**Exercise directions:** The whole listing below needs to be retyped without a single change.

>>>

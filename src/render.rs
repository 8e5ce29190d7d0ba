//! Mode content building: directive tree + target mode → final source text.
//!
//! Rendering collapses the directive tree to plain source for one mode:
//! include nodes splice the referenced file's rendered content in place,
//! mode blocks contribute their body only when their mode set contains the
//! target mode (otherwise nothing — not even a comment — is emitted), and
//! version tokens expand to the group version string.
//!
//! Rendering is pure: no disk or network I/O, and byte-identical output for
//! the same tree and mode. Text outside directives is preserved exactly, so
//! two modes can differ only within mode-conditional spans.

use crate::directive::{DirectiveTree, Node};
use crate::modes::GenerationMode;

/// Render the combined source text for one mode.
pub fn render(tree: &DirectiveTree, mode: GenerationMode) -> String {
    let mut out = String::new();
    render_nodes(tree, &tree.files[tree.root].nodes, mode, &mut out);
    out
}

fn render_nodes(tree: &DirectiveTree, nodes: &[Node], mode: GenerationMode, out: &mut String) {
    for node in nodes {
        match node {
            Node::Text(text) => out.push_str(text),
            Node::Include { file } => {
                render_nodes(tree, &tree.files[*file].nodes, mode, out);
            }
            Node::ModeBlock { modes, body } => {
                if modes.contains(&mode) {
                    render_nodes(tree, body, mode, out);
                }
            }
            Node::Version => out.push_str(&tree.version),
        }
    }
}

<<<

**Response to this task:**
filename src/render.rs
repository 8e5ce29190d7d0ba
//! Mode content building: directive tree + target mode → final source text.
//!
//! Rendering collapses the directive tree to plain source for one mode:
//! include nodes splice the referenced file's rendered content in place,
//! mode blocks contribute their body only when their mode set contains the
//! target mode (otherwise nothing — not even a comment — is emitted), and
//! version tokens expand to the group version string.
//!
//! Rendering is pure: no disk or network I/O, and byte-identical output for
//! the same tree and mode. Text outside directives is preserved exactly, so
//! two modes can differ only within mode-conditional spans.

use crate::directive::{DirectiveTree, Node};
use crate::modes::GenerationMode;

/// Render the combined source text for one mode.
pub fn render(tree: &DirectiveTree, mode: GenerationMode) -> String {
    let mut out = String::new();
    render_nodes(tree, &tree.files[tree.root].nodes, mode, &mut out);
    out
}

fn render_nodes(tree: &DirectiveTree, nodes: &[Node], mode: GenerationMode, out: &mut String) {
    for node in nodes {
        match node {
            Node::Text(text) => out.push_str(text),
            Node::Include { file } => {
                render_nodes(tree, &tree.files[*file].nodes, mode, out);
            }
            Node::ModeBlock { modes, body } => {
                if modes.contains(&mode) {
                    render_nodes(tree, body, mode, out);
                }
            }
            Node::Version => out.push_str(&tree.version),
        }
    }
}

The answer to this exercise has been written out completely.